TASK DETAILS =>
Could you copy, exactly as written, every line from the first line of the records through the one containing "pub fn draw_ui(frame: &mut"?

DATA TO USE =>
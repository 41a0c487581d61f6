use ratatui::Frame;
use ratatui::layout::{Constraint, Layout, Rect};
use ratatui::style::{Color, Style};
use ratatui::text::Line;

use crate::core::state::App;
use crate::tui::TuiState;
use crate::tui::component::Component;
use crate::tui::components::{ResultPanel, TitleBar};

const KEY_HELP: &str = "Tab switch field · Ctrl+S analyze · PgUp/PgDn scroll result · Esc quit";

/// Top-level layout:
///
/// ```text
/// ┌ title bar (1) ─────────────────────┐
/// │ form (product, review, hint, btn)  │
/// │ result panel (rest)                │
/// └ key help (1) ──────────────────────┘
/// ```
pub fn draw_ui(frame: &mut Frame, app: &App, tui: &mut TuiState, spinner_frame: usize) {
    let [title_area, form_area, result_area, help_area] = split(frame.area(), tui.form.height());

    TitleBar::new(app.backend_url.clone(), app.status).render(frame, title_area);

    tui.form.busy = app.display.is_loading();
    tui.form.spinner_frame = spinner_frame;
    tui.form.render(frame, form_area);

    ResultPanel::new(&app.display, spinner_frame).render(frame, result_area, &mut tui.result_panel);

    frame.render_widget(
        Line::styled(KEY_HELP, Style::default().fg(Color::DarkGray)),
        help_area,
    );
}

fn split(area: Rect, form_height: u16) -> [Rect; 4] {
    use Constraint::{Length, Min};
    Layout::vertical([Length(1), Length(form_height), Min(0), Length(1)]).areas(area)
}

#[cfg(test)]
mod tests {
    use super::*;
    use crate::api::AnalysisResult;
    use crate::core::state::{ANALYSIS_FAILED_MESSAGE, DisplayState};
    use crate::test_support::test_app;
    use ratatui::Terminal;
    use ratatui::backend::TestBackend;

    fn draw(app: &App, tui: &mut TuiState) -> String {
        let mut terminal = Terminal::new(TestBackend::new(100, 30)).unwrap();
        terminal.draw(|f| draw_ui(f, app, tui, 0)).unwrap();
        terminal
            .backend()
            .buffer()
            .content()
            .iter()
            .map(|c| c.symbol())
            .collect()
    }

    #[test]
    fn test_draw_idle() {
        let app = test_app();
        let mut tui = TuiState::new(&app);
        let text = draw(&app, &mut tui);
        assert!(text.contains("Review Analyzer"));
        assert!(text.contains("Product name"));
        assert!(text.contains("Customer review"));
        assert!(text.contains("[ Analyze Review ]"));
        assert!(!text.contains("Analysis Result"));
    }

    #[test]
    fn test_draw_loading_disables_submit() {
        let mut app = test_app();
        app.display = DisplayState::Loading;
        let mut tui = TuiState::new(&app);
        let text = draw(&app, &mut tui);
        assert!(text.contains("Analyzing with AI..."));
        assert!(tui.form.busy);
    }

    #[test]
    fn test_draw_error_has_no_result() {
        let mut app = test_app();
        app.display = DisplayState::Error {
            message: ANALYSIS_FAILED_MESSAGE.to_string(),
        };
        let mut tui = TuiState::new(&app);
        let text = draw(&app, &mut tui);
        assert!(text.contains("Analysis failed."));
        assert!(!text.contains("Analysis Result"));
        assert!(!tui.form.busy);
    }

    #[test]
    fn test_draw_result() {
        let mut app = test_app();
        app.display = DisplayState::Result {
            payload: AnalysisResult::new("NEGATIVE", "Arrived broken\nSlow refund"),
        };
        let mut tui = TuiState::new(&app);
        let text = draw(&app, &mut tui);
        assert!(text.contains("Analysis Result"));
        assert!(text.contains("NEGATIVE"));
        assert!(text.contains("Arrived broken"));
        assert!(text.contains("Slow refund"));
    }
}
use crossterm::event::{self, Event, KeyCode, KeyEvent, KeyEventKind, KeyModifiers, MouseEventKind};
use log::{debug, warn};
use std::time::Duration;

/// TUI-specific input events
#[derive(Debug, Clone, PartialEq)]
pub enum TuiEvent {
    // Core actions (passed to core::update)
    ForceQuit, // Ctrl+C
    Quit,      // Esc
    Submit,    // Ctrl+S

    // Form-local events
    Enter,
    NextField,
    PrevField,
    InputChar(char),
    Paste(String), // Bracketed paste - preserves newlines
    Backspace,
    Delete,
    CursorLeft,
    CursorRight,
    CursorUp,
    CursorDown,
    CursorHome,
    CursorEnd,

    // Result panel scrolling
    ScrollUp,
    ScrollDown,
    ScrollPageUp,
    ScrollPageDown,

    Resize,
}

/// Poll for an event without blocking (returns immediately)
pub fn poll_event_immediate() -> Option<TuiEvent> {
    poll_event_timeout(Duration::ZERO)
}

/// Poll for an event, blocking up to `timeout`
pub fn poll_event_timeout(timeout: Duration) -> Option<TuiEvent> {
    match event::poll(timeout) {
        Ok(true) => {}
        Ok(false) => return None,
        Err(e) => {
            warn!("Event poll failed: {}", e);
            return None;
        }
    }

    match event::read() {
        Ok(Event::Key(key_event)) => map_key(key_event),
        Ok(Event::Mouse(mouse_event)) => match mouse_event.kind {
            MouseEventKind::ScrollUp => Some(TuiEvent::ScrollUp),
            MouseEventKind::ScrollDown => Some(TuiEvent::ScrollDown),
            _ => None,
        },
        Ok(Event::Paste(data)) => Some(TuiEvent::Paste(data)),
        Ok(Event::Resize(_, _)) => Some(TuiEvent::Resize),
        Ok(_) => None,
        Err(e) => {
            warn!("Event read failed: {}", e);
            None
        }
    }
}

fn map_key(key_event: KeyEvent) -> Option<TuiEvent> {
    if key_event.kind == KeyEventKind::Release {
        return None;
    }
    debug!(
        "Key event: {:?} with modifiers {:?}",
        key_event.code, key_event.modifiers
    );
    match (key_event.modifiers, key_event.code) {
        (KeyModifiers::CONTROL, KeyCode::Char('c')) => Some(TuiEvent::ForceQuit),
        (KeyModifiers::CONTROL, KeyCode::Char('s')) => Some(TuiEvent::Submit),
        // Ctrl+J inserts newline (ASCII LF; Ctrl+Enter sends this in most terminals)
        (KeyModifiers::CONTROL, KeyCode::Char('j')) => Some(TuiEvent::InputChar('\n')),
        (_, KeyCode::Char(c)) => Some(TuiEvent::InputChar(c)),
        (_, KeyCode::Enter) => Some(TuiEvent::Enter),
        (_, KeyCode::Tab) => Some(TuiEvent::NextField),
        (_, KeyCode::BackTab) => Some(TuiEvent::PrevField),
        (_, KeyCode::Backspace) => Some(TuiEvent::Backspace),
        (_, KeyCode::Delete) => Some(TuiEvent::Delete),
        (_, KeyCode::Esc) => Some(TuiEvent::Quit),
        (_, KeyCode::Left) => Some(TuiEvent::CursorLeft),
        (_, KeyCode::Right) => Some(TuiEvent::CursorRight),
        (_, KeyCode::Up) => Some(TuiEvent::CursorUp),
        (_, KeyCode::Down) => Some(TuiEvent::CursorDown),
        (_, KeyCode::Home) => Some(TuiEvent::CursorHome),
        (_, KeyCode::End) => Some(TuiEvent::CursorEnd),
        (_, KeyCode::PageUp) => Some(TuiEvent::ScrollPageUp),
        (_, KeyCode::PageDown) => Some(TuiEvent::ScrollPageDown),
        _ => None,
    }
}
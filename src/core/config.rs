//! # Configuration
//!
//! Settings with a simple override hierarchy:
//! defaults → config file → CLI flags.
//!
//! Config lives at `~/.review-analyzer/config.toml`. If missing on first run,
//! a commented-out default is generated so users can discover all options.
//! The backend URL is deliberately not read from the environment.

use log::{debug, info, warn};
use serde::{Deserialize, Serialize};
use std::fmt;
use std::fs;
use std::path::{Path, PathBuf};

// ============================================================================
// Config Structs (all fields Option<T> for sparse TOML)
// ============================================================================

#[derive(Debug, Default, Deserialize, Serialize)]
pub struct AnalyzerConfig {
    #[serde(default)]
    pub backend: BackendConfig,
    #[serde(default)]
    pub form: FormConfig,
}

#[derive(Debug, Default, Deserialize, Serialize)]
pub struct BackendConfig {
    pub base_url: Option<String>,
}

#[derive(Debug, Default, Deserialize, Serialize)]
pub struct FormConfig {
    pub min_review_chars: Option<usize>,
}

// ============================================================================
// Defaults
// ============================================================================

pub const DEFAULT_BASE_URL: &str = "http://127.0.0.1:8000";
pub const DEFAULT_MIN_REVIEW_CHARS: usize = 50;

// ============================================================================
// Resolved Config (concrete values, no Options)
// ============================================================================

#[derive(Debug, Clone, PartialEq, Eq)]
pub struct ResolvedConfig {
    pub base_url: String,
    pub min_review_chars: usize,
}

// ============================================================================
// Error Type
// ============================================================================

#[derive(Debug)]
pub enum ConfigError {
    Io(std::io::Error),
    Parse(toml::de::Error),
}

impl fmt::Display for ConfigError {
    fn fmt(&self, f: &mut fmt::Formatter<'_>) -> fmt::Result {
        match self {
            ConfigError::Io(e) => write!(f, "config I/O error: {e}"),
            ConfigError::Parse(e) => write!(f, "config parse error: {e}"),
        }
    }
}

impl std::error::Error for ConfigError {}

// ============================================================================
// Loading
// ============================================================================

/// Returns the path to `~/.review-analyzer/config.toml`.
pub fn config_path() -> Option<PathBuf> {
    dirs::home_dir().map(|h| h.join(".review-analyzer").join("config.toml"))
}

/// Load config from `~/.review-analyzer/config.toml`.
///
/// If the file doesn't exist, generates a commented-out default and
/// returns `AnalyzerConfig::default()`.
pub fn load_config() -> Result<AnalyzerConfig, ConfigError> {
    let path = match config_path() {
        Some(p) => p,
        None => {
            warn!("Could not determine home directory, using default config");
            return Ok(AnalyzerConfig::default());
        }
    };
    load_config_from(&path)
}

/// Load config from an explicit path. Same semantics as [`load_config`].
pub fn load_config_from(path: &Path) -> Result<AnalyzerConfig, ConfigError> {
    if !path.exists() {
        info!("No config file found, generating default at {}", path.display());
        generate_default_config(path);
        return Ok(AnalyzerConfig::default());
    }

    let contents = fs::read_to_string(path).map_err(ConfigError::Io)?;
    let config: AnalyzerConfig = toml::from_str(&contents).map_err(ConfigError::Parse)?;
    info!("Loaded config from {}", path.display());
    debug!("Config: {:?}", config);
    Ok(config)
}

fn generate_default_config(path: &Path) {
    let default_content = r#"# Review Analyzer Configuration
# All settings are optional; defaults are used for anything not specified.
# Override hierarchy: defaults → this file → CLI flags.

# [backend]
# base_url = "http://127.0.0.1:8000"

# [form]
# min_review_chars = 50              # Soft hint only, short reviews are still sent
"#;

    if let Some(parent) = path.parent()
        && let Err(e) = fs::create_dir_all(parent)
    {
        warn!("Failed to create config directory: {}", e);
        return;
    }
    if let Err(e) = fs::write(path, default_content) {
        warn!("Failed to write default config: {}", e);
    }
}

// ============================================================================
// Resolution
// ============================================================================

/// Collapse defaults → config file → CLI into concrete values.
///
/// `cli_base_url` is the `--base-url` flag (None = not specified).
pub fn resolve(config: &AnalyzerConfig, cli_base_url: Option<&str>) -> ResolvedConfig {
    let base_url = cli_base_url
        .map(|s| s.to_string())
        .or_else(|| config.backend.base_url.clone())
        .unwrap_or_else(|| DEFAULT_BASE_URL.to_string())
        .trim_end_matches('/')
        .to_string();

    ResolvedConfig {
        base_url,
        min_review_chars: config
            .form
            .min_review_chars
            .unwrap_or(DEFAULT_MIN_REVIEW_CHARS),
    }
}
//! # TextField Component
//!
//! A bordered, editable text field. Used twice by the review form: once as a
//! single-line product name input and once as the multi-line review area.
//!
//! ## State Management
//!
//! The buffer and cursor are internal state. `focused` is a prop set by the
//! parent form. Rows are recomputed from the buffer on demand; the only
//! cached layout value is the inner width from the last render, which
//! vertical cursor movement needs.

mod rows;

use ratatui::Frame;
use ratatui::layout::Rect;
use ratatui::style::{Color, Modifier, Style};
use ratatui::text::Line;
use ratatui::widgets::{Block, BorderType, Paragraph};

use crate::tui::component::{Component, EventHandler};
use crate::tui::event::TuiEvent;

use rows::{
    BORDER_OFFSET, VERTICAL_OVERHEAD, cursor_cell, inner_width, layout_rows, next_char_boundary,
    offset_at_column, prev_char_boundary,
};

/// High-level events emitted by a TextField
#[derive(Debug, Clone, PartialEq)]
pub enum FieldEvent {
    /// Buffer or cursor changed
    Changed,
    /// Enter pressed in a single-line field
    Enter,
}

pub struct TextField {
    pub title: &'static str,
    pub placeholder: &'static str,
    pub buffer: String,
    /// Prop: whether this field receives keyboard input
    pub focused: bool,
    multiline: bool,
    visible_rows: u16,
    /// Cursor as byte offset into `buffer`
    cursor: usize,
    /// First visible row
    scroll_offset: u16,
    /// Inner width from the last render
    last_width: u16,
}

impl TextField {
    const DEFAULT_WIDTH: u16 = 78;

    /// A one-row field; Enter is reported to the parent instead of inserted.
    pub fn single_line(title: &'static str, placeholder: &'static str) -> Self {
        Self::build(title, placeholder, false, 1)
    }

    /// A field that accepts newlines and shows `visible_rows` rows at a time.
    pub fn multi_line(title: &'static str, placeholder: &'static str, visible_rows: u16) -> Self {
        Self::build(title, placeholder, true, visible_rows.max(1))
    }

    fn build(title: &'static str, placeholder: &'static str, multiline: bool, visible_rows: u16) -> Self {
        Self {
            title,
            placeholder,
            buffer: String::new(),
            focused: false,
            multiline,
            visible_rows,
            cursor: 0,
            scroll_offset: 0,
            last_width: Self::DEFAULT_WIDTH,
        }
    }

    /// Outer height including borders.
    pub fn height(&self) -> u16 {
        self.visible_rows + VERTICAL_OVERHEAD
    }

    /// Replace the whole buffer and put the cursor at the end.
    #[cfg(test)]
    pub fn set_text(&mut self, text: &str) {
        self.buffer = if self.multiline {
            text.to_string()
        } else {
            flatten(text)
        };
        self.cursor = self.buffer.len();
    }

    fn insert(&mut self, text: &str) {
        self.buffer.insert_str(self.cursor, text);
        self.cursor += text.len();
    }

    /// Move the cursor one visual row up (`-1`) or down (`1`).
    fn move_vertically(&mut self, direction: i8) -> bool {
        let rows = layout_rows(&self.buffer, self.last_width);
        let (row, col) = cursor_cell(&self.buffer, &rows, self.cursor, self.last_width);
        let target = match direction {
            d if d < 0 => match row.checked_sub(1) {
                Some(t) => t,
                None => return false,
            },
            _ => row + 1,
        };
        let Some(&target_row) = rows.get(target) else {
            return false;
        };
        self.cursor = offset_at_column(&self.buffer, target_row, col);
        true
    }

    /// Keep the cursor row inside the visible window.
    fn update_scroll_offset(&mut self, cursor_row: u16) {
        if cursor_row < self.scroll_offset {
            self.scroll_offset = cursor_row;
        } else if cursor_row >= self.scroll_offset + self.visible_rows {
            self.scroll_offset = cursor_row + 1 - self.visible_rows;
        }
    }
}

/// Single-line fields turn pasted newlines into spaces.
fn flatten(text: &str) -> String {
    text.replace("\r\n", " ").replace(['\n', '\r'], " ")
}

impl Component for TextField {
    fn render(&mut self, frame: &mut Frame, area: Rect) {
        let width = inner_width(area.width);
        self.last_width = width;

        let rows = layout_rows(&self.buffer, width);
        let (cursor_row, cursor_col) = cursor_cell(&self.buffer, &rows, self.cursor, width);
        self.update_scroll_offset(cursor_row as u16);

        let border_style = if self.focused {
            Style::default().fg(Color::Cyan)
        } else {
            Style::default().fg(Color::DarkGray)
        };
        let block = Block::bordered()
            .border_type(BorderType::Rounded)
            .border_style(border_style)
            .title(self.title);

        let paragraph = if self.buffer.is_empty() {
            Paragraph::new(self.placeholder)
                .style(Style::default().fg(Color::DarkGray).add_modifier(Modifier::ITALIC))
        } else {
            let lines: Vec<Line> = rows
                .iter()
                .skip(self.scroll_offset as usize)
                .take(self.visible_rows as usize)
                .map(|r| Line::raw(&self.buffer[r.start..r.end]))
                .collect();
            Paragraph::new(lines)
        };
        frame.render_widget(paragraph.block(block), area);

        if self.focused {
            let visible_row = (cursor_row as u16).saturating_sub(self.scroll_offset);
            frame.set_cursor_position((
                area.x + BORDER_OFFSET + cursor_col,
                area.y + BORDER_OFFSET + visible_row,
            ));
        }
    }
}

impl EventHandler for TextField {
    type Event = FieldEvent;

    fn handle_event(&mut self, event: &TuiEvent) -> Option<Self::Event> {
        match event {
            TuiEvent::InputChar('\n') if !self.multiline => None,
            TuiEvent::InputChar(c) => {
                self.insert(c.encode_utf8(&mut [0; 4]));
                Some(FieldEvent::Changed)
            }
            TuiEvent::Paste(text) => {
                let text = if self.multiline {
                    text.replace("\r\n", "\n")
                } else {
                    flatten(text)
                };
                self.insert(&text);
                Some(FieldEvent::Changed)
            }
            TuiEvent::Enter if self.multiline => {
                self.insert("\n");
                Some(FieldEvent::Changed)
            }
            TuiEvent::Enter => Some(FieldEvent::Enter),
            TuiEvent::Backspace => (self.cursor > 0).then(|| {
                let prev = prev_char_boundary(&self.buffer, self.cursor);
                self.buffer.drain(prev..self.cursor);
                self.cursor = prev;
                FieldEvent::Changed
            }),
            TuiEvent::Delete => (self.cursor < self.buffer.len()).then(|| {
                let next = next_char_boundary(&self.buffer, self.cursor);
                self.buffer.drain(self.cursor..next);
                FieldEvent::Changed
            }),
            TuiEvent::CursorLeft => (self.cursor > 0).then(|| {
                self.cursor = prev_char_boundary(&self.buffer, self.cursor);
                FieldEvent::Changed
            }),
            TuiEvent::CursorRight => (self.cursor < self.buffer.len()).then(|| {
                self.cursor = next_char_boundary(&self.buffer, self.cursor);
                FieldEvent::Changed
            }),
            TuiEvent::CursorHome => {
                let line_start = self.buffer[..self.cursor]
                    .rfind('\n')
                    .map(|i| i + 1)
                    .unwrap_or(0);
                (self.cursor != line_start).then(|| {
                    self.cursor = line_start;
                    FieldEvent::Changed
                })
            }
            TuiEvent::CursorEnd => {
                let line_end = self.buffer[self.cursor..]
                    .find('\n')
                    .map(|i| self.cursor + i)
                    .unwrap_or(self.buffer.len());
                (self.cursor != line_end).then(|| {
                    self.cursor = line_end;
                    FieldEvent::Changed
                })
            }
            TuiEvent::CursorUp if self.multiline => {
                self.move_vertically(-1).then_some(FieldEvent::Changed)
            }
            TuiEvent::CursorDown if self.multiline => {
                self.move_vertically(1).then_some(FieldEvent::Changed)
            }
            _ => None,
        }
    }
}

EXERCISE OUTPUT =>
repository 41a0c487581d61f6
use ratatui::Frame;
use ratatui::layout::{Constraint, Layout, Rect};
use ratatui::style::{Color, Style};
use ratatui::text::Line;

use crate::core::state::App;
use crate::tui::TuiState;
use crate::tui::component::Component;
use crate::tui::components::{ResultPanel, TitleBar};

const KEY_HELP: &str = "Tab switch field · Ctrl+S analyze · PgUp/PgDn scroll result · Esc quit";

/// Top-level layout:
///
/// ```text
/// ┌ title bar (1) ─────────────────────┐
/// │ form (product, review, hint, btn)  │
/// │ result panel (rest)                │
/// └ key help (1) ──────────────────────┘
/// ```
pub fn draw_ui(frame: &mut Frame, app: &App, tui: &mut TuiState, spinner_frame: usize) {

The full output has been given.